1. Thompson Motif Index

I turned to the motif index first, looking for "transformation: man to wolf" (D113.1). Werewolves do get their own motif number (D113.1.1), but I did not want to dig into those one by one unless I had to - werewolves are almost always male. Since Thompson usually notes when transformation happens to a woman, I filed this away for later. Too broad.

2. Keyword search

I set out with the most obvious search terms on Google Books and Google Scholar: "female werewolf", "she turned into a wolf", "wolf princess", "wolf fairy", etc., combined with "folktales", "legends" and other keywords. I had to work through a lot of fantasy novels (Google autocorrects "folktale" to "story" for some godforsaken reason), and several references to Princess Mononoke and Angela Carter.
No story really jumped out at me, but I did flag a book about the cultural history of female werewolves.

3. She-Wolf

The aforementioned book is a fascinating collection of articles on female werewolves.
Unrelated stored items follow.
//! Upper-triangular back-substitution.
//!
//! Least-squares solves reduce to `R·z = c` where R is `k × n` and upper
//! triangular in its leading `k × k` block. We resolve unknowns from row
//! `k - 1` down to `0`:
//!
//! ```text
//! z_i = (c_i - Σ_{j > i} R_ij z_j) / R_ii
//! ```
//!
//! Rank-deficient rows (`R_ii` degenerate) leave `z_i` free; we pick `0`.
//! Unknowns `k..n` (wide systems) are also `0`, giving the basic solution.

use nalgebra::DMatrix;

use super::pivot::is_degenerate;

/// Solve `R·z = c` column by column. Returns an `n × c.ncols()` matrix.
///
/// # Panics
/// Panics if `c.nrows()` differs from `r.nrows()` or R has more rows than columns.
pub fn back_substitute(r: &DMatrix<f64>, c: &DMatrix<f64>, tol: f64) -> DMatrix<f64> {
    let k = r.nrows();
    let n = r.ncols();
    assert_eq!(c.nrows(), k, "right-hand side must have one row per row of R");
    assert!(k <= n, "R must not have more rows than columns");

    let mut z = DMatrix::zeros(n, c.ncols());
    for col in 0..c.ncols() {
        for i in (0..k).rev() {
            let d = r[(i, i)];
            if is_degenerate(d.abs(), tol) {
                continue;
            }
            let mut acc = c[(i, col)];
            for j in (i + 1)..k {
                acc -= r[(i, j)] * z[(j, col)];
            }
            z[(i, col)] = acc / d;
        }
    }
    z
}

#[cfg(test)]
mod tests {
    use super::*;

    #[test]
    fn solves_simple_upper_system() {
        // [2 1; 0 4] z = [5; 8] -> z = [1.5, 2]
        let r = DMatrix::from_row_slice(2, 2, &[2.0, 1.0, 0.0, 4.0]);
        let c = DMatrix::from_row_slice(2, 1, &[5.0, 8.0]);
        let z = back_substitute(&r, &c, 1e-10);
        assert!((z[(0, 0)] - 1.5).abs() < 1e-15);
        assert!((z[(1, 0)] - 2.0).abs() < 1e-15);
    }

    #[test]
    fn zero_diagonal_leaves_unknown_free() {
        let r = DMatrix::from_row_slice(3, 3, &[1.0, 2.0, 3.0, 0.0, 0.0, 0.0, 0.0, 0.0, 2.0]);
        let c = DMatrix::from_row_slice(3, 1, &[1.0, 9.0, 4.0]);
        let z = back_substitute(&r, &c, 1e-10);
        assert_eq!(z[(1, 0)], 0.0);
        assert_eq!(z[(2, 0)], 2.0);
        assert_eq!(z[(0, 0)], 1.0 - 3.0 * 2.0);
        assert!(z.iter().all(|v| v.is_finite()));
    }

    #[test]
    fn wide_system_pads_with_zeros() {
        let r = DMatrix::from_row_slice(1, 3, &[2.0, 5.0, 7.0]);
        let c = DMatrix::from_row_slice(1, 2, &[4.0, -2.0]);
        let z = back_substitute(&r, &c, 1e-10);
        assert_eq!(z.shape(), (3, 2));
        assert_eq!(z[(0, 0)], 2.0);
        assert_eq!(z[(0, 1)], -1.0);
        assert_eq!(z.rows(1, 2).iter().filter(|&&v| v != 0.0).count(), 0);
    }
}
Only one really goes into folktales, but that one is a treasure trove, about female werewolves in Estonia (apparently, Estonia is unique with its strong female wolf tradition, go figure). I did get a couple of stories from it, but they didn't tick all the boxes: either the wolf was cursed, or evil, or it died in the end, or the story was simply not all that interesting. Still, great book.
(There was also a study on Burgundian werewolf trials, but the women accused of lycanthropy were all executed.)

4. I take to Twitter

When in doubt, tweet about it. The online folklore community rallied around my question, and I received quite a few suggestions from lovely people. Some were literary examples (again, Angela Carter, also Sergeant Angua),but others were promising. 


A Croatian friend was kind enough to send me translations of two She-Wolf folktales, both variants of the "swan bride" tale type, with a girl whose wolf fur is stolen by her husband. I loved these, but I couldn't really use them in the story camp setting. 
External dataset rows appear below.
//! Factorization handle.
//!
//! `Qr` owns the input matrix together with the most recently computed Q, R
//! and column permutation. Construction only validates and copies A; Q and R
//! stay empty (0 × 0) until one of the factorization methods is called.
//!
//! ```
//! use nalgebra::DMatrix;
//! use qr_engine::Qr;
//!
//! let a = DMatrix::from_row_slice(3, 2, &[1.0, 0.0, 1.0, 1.0, 1.0, 2.0]);
//! let mut qr = Qr::new(&a).unwrap();
//! qr.householder();
//!
//! let b = DMatrix::from_row_slice(3, 1, &[2.0, 5.0, 8.0]);
//! let x = qr.solve(&b).unwrap();
//! assert!((x[(0, 0)] - 2.0).abs() < 1e-12);
//! assert!((x[(1, 0)] - 3.0).abs() < 1e-12);
//! ```

use nalgebra::{DMatrix, DVector};

use crate::domain::{QrConfig, QrMethod};
use crate::error::{QrError, Result};
use crate::ortho::{Factors, orthogonalize};
use crate::solve;

#[derive(Debug, Clone)]
pub struct Qr {
    a: DMatrix<f64>,
    q: DMatrix<f64>,
    r: DMatrix<f64>,
    perm: Vec<usize>,
    method: Option<QrMethod>,
    config: QrConfig,
}

impl Qr {
    /// Copy `a` into a new handle with the default configuration.
    pub fn new(a: &DMatrix<f64>) -> Result<Self> {
        Self::with_config(a, QrConfig::default())
    }

    /// Copy `a` into a new handle using `config` for every later call.
    pub fn with_config(a: &DMatrix<f64>, config: QrConfig) -> Result<Self> {
        let (rows, cols) = a.shape();
        if rows < 1 || cols < 1 {
            return Err(QrError::EmptyMatrix { rows, cols });
        }
        config.validate()?;

        Ok(Self {
            a: a.clone(),
            q: DMatrix::zeros(0, 0),
            r: DMatrix::zeros(0, 0),
            perm: (0..cols).collect(),
            method: None,
            config,
        })
    }

    /// Factorize with the configured method (Classical Gram-Schmidt by default).
    pub fn factorize(&mut self) {
        self.factorize_with(self.config.method);
    }

    /// Factorize with an explicit method, replacing any previous Q/R.
    pub fn factorize_with(&mut self, method: QrMethod) {
        let Factors { q, r, perm } = orthogonalize(&self.a, method, &self.config);
        self.q = q;
        self.r = r;
        self.perm = perm;
        self.method = Some(method);
    }

    pub fn cgs(&mut self) {
        self.factorize_with(QrMethod::Cgs);
    }

    pub fn mgs(&mut self) {
        self.factorize_with(QrMethod::Mgs);
    }

    pub fn igs(&mut self) {
        self.factorize_with(QrMethod::Igs);
    }

    pub fn bgs(&mut self) {
        self.factorize_with(QrMethod::Bgs);
    }

    pub fn rgs(&mut self) {
        self.factorize_with(QrMethod::Rgs);
    }

    pub fn cgsp(&mut self) {
        self.factorize_with(QrMethod::Cgsp);
    }

    pub fn householder(&mut self) {
        self.factorize_with(QrMethod::Householder);
    }

    pub fn givens(&mut self) {
        self.factorize_with(QrMethod::Givens);
    }

    /// The input matrix.
    pub fn a(&self) -> &DMatrix<f64> {
        &self.a
    }

    /// Orthonormal factor (m × min(m, n)); empty before factorization.
    pub fn q(&self) -> &DMatrix<f64> {
        &self.q
    }

    /// Upper-triangular factor (min(m, n) × n); empty before factorization.
    pub fn r(&self) -> &DMatrix<f64> {
        &self.r
    }

    /// Column order of the last factorization: `A·P = Q·R` with column `i` of
    /// `A·P` being column `permutation()[i]` of `A`. Identity unless a
    /// pivoted method was used.
    pub fn permutation(&self) -> &[usize] {
        &self.perm
    }

    pub fn method(&self) -> Option<QrMethod> {
        self.method
    }

    pub fn config(&self) -> &QrConfig {
        &self.config
    }

    pub fn is_factorized(&self) -> bool {
        self.method.is_some()
    }

    /// Number of non-degenerate pivots (non-zero diagonal entries of R).
    pub fn rank(&self) -> usize {
        let k = self.r.nrows().min(self.r.ncols());
        (0..k).filter(|&i| self.r[(i, i)] != 0.0).count()
    }

    /// Least-squares solution of `A·x ≈ b` for every column of `b`.
    pub fn solve(&self, b: &DMatrix<f64>) -> Result<DMatrix<f64>> {
        self.ensure_factorized()?;
        solve::least_squares(&self.q, &self.r, &self.perm, b, self.config.rank_tolerance)
    }

    /// `solve` for a single right-hand side vector.
    pub fn solve_vector(&self, b: &DVector<f64>) -> Result<DVector<f64>> {
        let rhs = DMatrix::from_column_slice(b.len(), 1, b.as_slice());
        let x = self.solve(&rhs)?;
        Ok(x.column(0).into_owned())
    }

    /// Regularised pseudo-inverse (n × m).
    ///
    /// This is `P·(R + δI)⁻¹·Qᵀ`, not the exact Moore-Penrose inverse. The
    /// diagonal shift `δ = config.regularization` keeps a singular R invertible
    /// and perturbs the result by about `δ / σ_min` relatively (`δ / σ_min²`
    /// in absolute terms), `σ_min` being the smallest singular value of R.
    pub fn pseudo_inverse(&self) -> Result<DMatrix<f64>> {
        self.ensure_factorized()?;
        solve::pseudo_inverse(&self.q, &self.r, &self.perm, self.config.regularization)
    }

    /// Hand back the owned `(A, Q, R)`.
    pub fn into_parts(self) -> (DMatrix<f64>, DMatrix<f64>, DMatrix<f64>) {
        (self.a, self.q, self.r)
    }

    fn ensure_factorized(&self) -> Result<()> {
        if self.is_factorized() {
            Ok(())
        } else {
            Err(QrError::NotFactorized)
        }
    }
}

/// Handles are equal when their A, Q and R agree element-wise.
impl PartialEq for Qr {
    fn eq(&self, other: &Self) -> bool {
        self.a == other.a && self.q == other.q && self.r == other.r
    }
}
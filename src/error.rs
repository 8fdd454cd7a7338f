//! Error taxonomy for the factorization engine.
//!
//! Only structural problems are errors. Numerical degeneracy (rank deficiency,
//! near-zero pivots) is absorbed by the algorithms and never reported here.

use thiserror::Error;

/// Result alias used across the crate.
pub type Result<T> = std::result::Result<T, QrError>;

#[derive(Debug, Clone, PartialEq, Error)]
pub enum QrError {
    /// A factorization was requested for a matrix with no rows or no columns.
    #[error("Matrix should have rows > 0 and cols > 0, got {rows}x{cols}")]
    EmptyMatrix { rows: usize, cols: usize },

    /// Right-hand side row count does not match the factored matrix.
    #[error("Dimension mismatch: expected {expected} rows, got {got}")]
    DimensionMismatch { expected: usize, got: usize },

    /// Q and R have not been populated yet.
    #[error("No factorization computed yet; call a factorization method first")]
    NotFactorized,

    /// The regularised triangular factor could still not be inverted.
    #[error("Triangular factor is singular even after regularization")]
    SingularFactor,

    #[error("Invalid configuration: {0}")]
    InvalidConfig(String),

    /// Diagnostics could not be rendered as JSON.
    #[error("Failed to serialize diagnostics: {0}")]
    Serialization(String),
}

impl QrError {
    pub fn config(message: impl Into<String>) -> Self {
        QrError::InvalidConfig(message.into())
    }
}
Multiple people pointed me to the Werewolves of Ossory. It's an interesting tale, but once again it is short, with nameless characters, and the wolves are cursed. But it did point me to the Irish wolf tradition, which I circled back to later.


Someone brought up Romulus and Remus. I went on a side quest, looking into the lupa of Rome, and Acca Larentia as a possible wolf goddess - but in the end, Romulus and Remus is not a story that gets me excited either. And I thought a wolf mom to abandoned babies would hit a little too close to home with the foster kids.


Someone suggested looking into the Wulver, but I couldn't find a tale with a female Wulver. Or any tale, really. Some say this whole thing might be fakelore.


Someone linked me to a Chinese tale about an old woman who turns into a wolf, and eventually has to leave her family. It was a touching story, but with a sad ending.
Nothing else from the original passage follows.